We have found the bones of cyanobacteria


29/04/2012

Scientists have found a cyanobacterium, inside which there are calcareous granules. Most likely, these granules are playing the role of a ballast hold cyanobacteria on the surface of the water bottom or stramatolita.

Geobiology found inside of a blue-green algae structure, strongly resembling bone. If further studies support function of the structures found confirmed, the cyanobacteria are found to be the first owners of the internal skeleton, like the skeleton of vertebrates.

Researchers from academic centers in the UK, France and USA have studied previously unknown blue-green algae in the lake stromatolites. Alchichika in Mexico. They moved some of the cyanobacteria in the aquarium and watched them grow. In this study, researchers found white particles intracellularly. Outwardly, they are very similar to tiny pearls. In their analysis the researchers found that the pellets are an unusual mixture of calcium carbonate, barium, magnesium and strontium. Wherein the ratio of the elements in the granules was not such as bacteria in the environment. This means that these cyanobacteria formed particles themselves, selecting for their specific salt. Despite the fact that the beads held only 6% of the cells, they had a significant impact on the overall density of the cyanobacteria, increasing it by 12%.
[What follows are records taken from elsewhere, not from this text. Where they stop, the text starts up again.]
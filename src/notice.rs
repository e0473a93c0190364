use log::{ debug, warn };
use std::fmt;
use std::sync::{ Arc, Mutex };
use std::time::Duration;
use tokio::runtime::Handle;
use tokio::task::JoinHandle;

use crate::events::{ EventBus, WidgetEvent };

pub const DEFAULT_NOTICE_DURATION: Duration = Duration::from_millis(2500);

#[derive(Clone, Copy, Debug, Default, PartialEq, Eq)]
pub enum Severity {
    #[default]
    Success,
    Warning,
    Danger,
    Info,
}

impl fmt::Display for Severity {
    fn fmt(&self, f: &mut fmt::Formatter<'_>) -> fmt::Result {
        let label = match self {
            Severity::Success => "ok",
            Severity::Warning => "aviso",
            Severity::Danger => "error",
            Severity::Info => "info",
        };
        write!(f, "{}", label)
    }
}

#[derive(Clone, Debug, PartialEq, Eq)]
pub struct Notification {
    pub text: String,
    pub severity: Severity,
}

#[derive(Clone, Debug, Default, PartialEq, Eq)]
pub struct NotificationState {
    pub visible: bool,
    pub text: String,
    pub severity: Severity,
}

#[derive(Default)]
struct Slot {
    state: NotificationState,
    /// Bumped on every show/hide; a timer only hides the generation it was
    /// started for.
    generation: u64,
}

struct Shared {
    slot: Mutex<Slot>,
    bus: Arc<EventBus>,
}

impl Shared {
    fn expire(&self, generation: u64) {
        let hidden = match self.slot.lock() {
            Ok(mut slot) if slot.generation == generation && slot.state.visible => {
                slot.state.visible = false;
                true
            }
            _ => false,
        };
        if hidden {
            debug!("Notification auto-hidden");
            self.bus.publish(WidgetEvent::NotificationHidden);
        }
    }
}

/// Single-slot snackbar. The newest notification always wins and restarts
/// the auto-hide timer.
pub struct Notifier {
    shared: Arc<Shared>,
    pending: Mutex<Option<JoinHandle<()>>>,
    default_duration: Duration,
}

impl Notifier {
    pub fn new(bus: Arc<EventBus>, default_duration: Duration) -> Self {
        Self {
            shared: Arc::new(Shared { slot: Mutex::new(Slot::default()), bus }),
            pending: Mutex::new(None),
            default_duration,
        }
    }

    pub fn state(&self) -> NotificationState {
        self.shared.slot
            .lock()
            .map(|slot| slot.state.clone())
            .unwrap_or_default()
    }

    pub fn show(&self, text: impl Into<String>, severity: Severity, duration: Option<Duration>) {
        let text = text.into();
        let generation = match self.shared.slot.lock() {
            Ok(mut slot) => {
                slot.generation += 1;
                slot.state = NotificationState { visible: true, text: text.clone(), severity };
                slot.generation
            }
            Err(_) => {
                return;
            }
        };
        self.cancel_timer();
        self.shared.bus.publish(WidgetEvent::NotificationShown(Notification { text, severity }));

        let duration = duration.unwrap_or(self.default_duration);
        match Handle::try_current() {
            Ok(handle) => {
                let shared = self.shared.clone();
                let timer = handle.spawn(async move {
                    tokio::time::sleep(duration).await;
                    shared.expire(generation);
                });
                if let Ok(mut pending) = self.pending.lock() {
                    *pending = Some(timer);
                }
            }
            Err(_) => warn!("No async runtime; notification will stay until hidden"),
        }
    }

    /// Hides now. Text and severity are kept until the next `show`.
    pub fn hide(&self) {
        let was_visible = match self.shared.slot.lock() {
            Ok(mut slot) => {
                slot.generation += 1;
                std::mem::replace(&mut slot.state.visible, false)
            }
            Err(_) => false,
        };
        self.cancel_timer();
        if was_visible {
            self.shared.bus.publish(WidgetEvent::NotificationHidden);
        }
    }

    fn cancel_timer(&self) {
        if let Ok(mut pending) = self.pending.lock() {
            if let Some(timer) = pending.take() {
                timer.abort();
            }
        }
    }
}

impl Drop for Notifier {
    fn drop(&mut self) {
        self.cancel_timer();
    }
}
mod avatar;
mod file;

use log::{ info, warn };
use std::collections::HashMap;
use std::sync::{ Arc, Mutex, MutexGuard };
use thiserror::Error;

pub use self::avatar::{ avatar_key, AvatarStore, DEFAULT_AVATAR };
pub use self::file::FileStore;

pub const CONVERSATION_KEY: &str = "conversacionId";
pub const LEGACY_CONVERSATION_KEY: &str = "conversationId";

#[derive(Debug, Error)]
pub enum StorageError {
    #[error("storage IO error: {0}")]
    Io(#[from] std::io::Error),
    #[error("storage JSON error: {0}")]
    Json(#[from] serde_json::Error),
}

/// Durable string key-value storage. Writes are synchronous and best effort.
pub trait KeyValueStore: Send + Sync {
    fn get(&self, key: &str) -> Option<String>;
    fn set(&self, key: &str, value: &str) -> Result<(), StorageError>;
    fn remove(&self, key: &str) -> Result<(), StorageError>;
}

#[derive(Default)]
pub struct MemoryStore {
    entries: Mutex<HashMap<String, String>>,
}

impl MemoryStore {
    pub fn new() -> Self {
        Self::default()
    }

    fn entries(&self) -> MutexGuard<'_, HashMap<String, String>> {
        match self.entries.lock() {
            Ok(guard) => guard,
            Err(poisoned) => {
                warn!("Storage lock was poisoned; continuing with last known entries");
                poisoned.into_inner()
            }
        }
    }
}

impl KeyValueStore for MemoryStore {
    fn get(&self, key: &str) -> Option<String> {
        self.entries().get(key).cloned()
    }

    fn set(&self, key: &str, value: &str) -> Result<(), StorageError> {
        self.entries().insert(key.to_string(), value.to_string());
        Ok(())
    }

    fn remove(&self, key: &str) -> Result<(), StorageError> {
        self.entries().remove(key);
        Ok(())
    }
}

pub fn create_store(path: Option<&str>) -> Result<Arc<dyn KeyValueStore>, StorageError> {
    match path {
        Some(path) if !path.trim().is_empty() => {
            info!("Durable storage file: {}", path);
            Ok(Arc::new(FileStore::open(path)?))
        }
        _ => {
            info!("Durable storage: in-memory (lost on exit)");
            Ok(Arc::new(MemoryStore::new()))
        }
    }
}

/// Reads the persisted active conversation, legacy key first.
pub fn load_conversation_id(store: &dyn KeyValueStore) -> Option<i64> {
    let raw = store.get(LEGACY_CONVERSATION_KEY).or_else(|| store.get(CONVERSATION_KEY))?;
    match raw.trim().parse::<i64>() {
        Ok(id) => Some(id),
        Err(_) => {
            warn!("Ignoring unreadable stored conversation id: {:?}", raw);
            None
        }
    }
}

pub fn save_conversation_id(store: &dyn KeyValueStore, id: i64) {
    let value = id.to_string();
    for key in [CONVERSATION_KEY, LEGACY_CONVERSATION_KEY] {
        if let Err(e) = store.set(key, &value) {
            warn!("Could not persist {}: {}", key, e);
        }
    }
}

pub fn clear_conversation_id(store: &dyn KeyValueStore) {
    for key in [CONVERSATION_KEY, LEGACY_CONVERSATION_KEY] {
        if let Err(e) = store.remove(key) {
            warn!("Could not clear {}: {}", key, e);
        }
    }
}
use log::{ error, info };
use reqwest::Client;
use std::fmt::Write as _;
use std::time::Duration;
use thiserror::Error;

use crate::models::analytics::{ ChartSeries, CriticalStock, MonthlyRevenue };
use crate::transport::http::{ build_client, fetch_json };
use crate::transport::TransportError;

#[derive(Debug, Error)]
pub enum AnalyticsError {
    #[error("could not load {chart}: {source}")]
    Fetch {
        chart: &'static str,
        #[source]
        source: TransportError,
    },
}

/// Read-only client for the dashboard charts.
pub struct AnalyticsClient {
    client: Client,
    sales_base: String,
    inventory_base: String,
}

impl AnalyticsClient {
    pub fn new(
        sales_base: &str,
        inventory_base: &str,
        timeout: Option<Duration>
    ) -> Result<Self, TransportError> {
        url::Url::parse(sales_base)?;
        url::Url::parse(inventory_base)?;
        Ok(Self {
            client: build_client(timeout)?,
            sales_base: sales_base.trim_end_matches('/').to_string(),
            inventory_base: inventory_base.trim_end_matches('/').to_string(),
        })
    }

    pub async fn monthly_revenue(&self) -> Result<ChartSeries, AnalyticsError> {
        let url = format!("{}/ventas/ingresos-mensuales", self.sales_base);
        match fetch_json::<Vec<MonthlyRevenue>>(&self.client, &url).await {
            Ok(rows) => {
                info!("Monthly revenue: {} months", rows.len());
                Ok(ChartSeries::from_revenue(rows))
            }
            Err(source) => {
                error!("Error fetching monthly revenue: {}", source);
                Err(AnalyticsError::Fetch { chart: "ingresos mensuales", source })
            }
        }
    }

    pub async fn critical_stock(&self) -> Result<ChartSeries, AnalyticsError> {
        let url = format!("{}/productos/stock-critico", self.inventory_base);
        match fetch_json::<Vec<CriticalStock>>(&self.client, &url).await {
            Ok(rows) => {
                info!("Critical stock: {} products", rows.len());
                Ok(ChartSeries::from_stock(rows))
            }
            Err(source) => {
                error!("Error fetching critical stock: {}", source);
                Err(AnalyticsError::Fetch { chart: "stock crítico", source })
            }
        }
    }
}

/// Horizontal bars scaled so the largest value spans `width` cells.
pub fn render_bar_chart(series: &ChartSeries, width: usize) -> String {
    let mut out = String::new();
    let _ = writeln!(out, "{}", series.title);
    if series.is_empty() {
        out.push_str("  (sin datos)\n");
        return out;
    }
    let label_width = series.labels
        .iter()
        .map(|l| l.chars().count())
        .max()
        .unwrap_or(0);
    let max = series.max_value();
    for (label, value) in series.labels.iter().zip(&series.values) {
        let cells = if max > 0.0 && *value > 0.0 {
            ((value / max) * (width as f64)).round().max(1.0) as usize
        } else {
            0
        };
        let pad = label_width - label.chars().count();
        let _ = writeln!(
            out,
            "  {}{} │{} {}",
            label,
            " ".repeat(pad),
            "█".repeat(cells),
            format_value(*value)
        );
    }
    out
}

fn format_value(value: f64) -> String {
    if value.fract() == 0.0 { format!("{}", value as i64) } else { format!("{:.2}", value) }
}
use async_trait::async_trait;
use log::{ debug, error };
use reqwest::{ Client, Response };
use serde::de::DeserializeOwned;
use std::time::Duration;
use url::{ form_urlencoded, Url };

use super::{ ChatTransport, TransportError };
use crate::models::chat::{
    ChatMessage,
    ConversationSummary,
    SendRequest,
    SendResponse,
    StoredTurn,
};

/// Thin reqwest wrapper around the chat backend. No retries, no backoff.
pub struct HttpTransport {
    client: Client,
    base_url: String,
}

impl HttpTransport {
    pub fn new(base_url: &str, timeout: Option<Duration>) -> Result<Self, TransportError> {
        Url::parse(base_url)?;
        Ok(Self {
            client: build_client(timeout)?,
            base_url: base_url.trim_end_matches('/').to_string(),
        })
    }

    fn endpoint(&self, route: &str) -> String {
        format!("{}{}", self.base_url, route)
    }

    async fn get_json<T: DeserializeOwned>(&self, url: &str) -> Result<T, TransportError> {
        fetch_json(&self.client, url).await
    }
}

pub(crate) fn build_client(timeout: Option<Duration>) -> Result<Client, TransportError> {
    let mut builder = Client::builder();
    if let Some(timeout) = timeout {
        builder = builder.timeout(timeout);
    }
    builder.build().map_err(|e| TransportError::Network(e.to_string()))
}

/// Non-2xx answers become `TransportError::Status` carrying the body text.
async fn check(resp: Response) -> Result<Response, TransportError> {
    let status = resp.status();
    if status.is_success() {
        return Ok(resp);
    }
    let url = resp.url().to_string();
    let body = resp.text().await.unwrap_or_default();
    error!("Backend answered {} for {}: {}", status, url, body);
    Err(TransportError::Status { status: status.as_u16(), body })
}

pub(crate) async fn fetch_json<T: DeserializeOwned>(
    client: &Client,
    url: &str
) -> Result<T, TransportError> {
    debug!("GET {}", url);
    let resp = check(client.get(url).send().await?).await?;
    let body = resp.text().await?;
    Ok(serde_json::from_str(&body)?)
}

#[async_trait]
impl ChatTransport for HttpTransport {
    async fn list_conversations(
        &self,
        user_id: &str
    ) -> Result<Vec<ConversationSummary>, TransportError> {
        let query: String = form_urlencoded::Serializer
            ::new(String::new())
            .append_pair("userId", user_id)
            .finish();
        let url = self.endpoint(&format!("/conversations?{}", query));
        self.get_json(&url).await
    }

    async fn load_messages(&self, conversation_id: i64) -> Result<Vec<ChatMessage>, TransportError> {
        let url = self.endpoint(&format!("/conversations/{}/messages", conversation_id));
        let turns: Vec<StoredTurn> = self.get_json(&url).await?;
        Ok(turns.into_iter().map(ChatMessage::from).collect())
    }

    async fn send(&self, request: &SendRequest) -> Result<SendResponse, TransportError> {
        let url = self.endpoint("/send");
        debug!("POST {} (conversation {:?})", url, request.conversacion_id);
        let resp = self.client.post(&url).json(request).send().await?;
        let resp = check(resp).await?;
        let body = resp.text().await?;
        Ok(serde_json::from_str(&body)?)
    }

    async fn delete_conversation(&self, conversation_id: i64) -> Result<(), TransportError> {
        let url = self.endpoint(&format!("/conversations/{}", conversation_id));
        debug!("DELETE {}", url);
        let resp = self.client.delete(&url).send().await?;
        check(resp).await?;
        Ok(())
    }
}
Many modern cyanobacterial cell surface formed shell consisting of compounds which are by-products of photosynthesis. Such armor appeared in the blue-green algae more than 1.15 billion years ago. Scientists believe they have found bacteria with carbonate granules are transitional between the views of quite ancient cyanobacteria and those in the process of evolution acquired external shell. It turns out that blue-green algae began with the internal skeleton, later opting for the outside.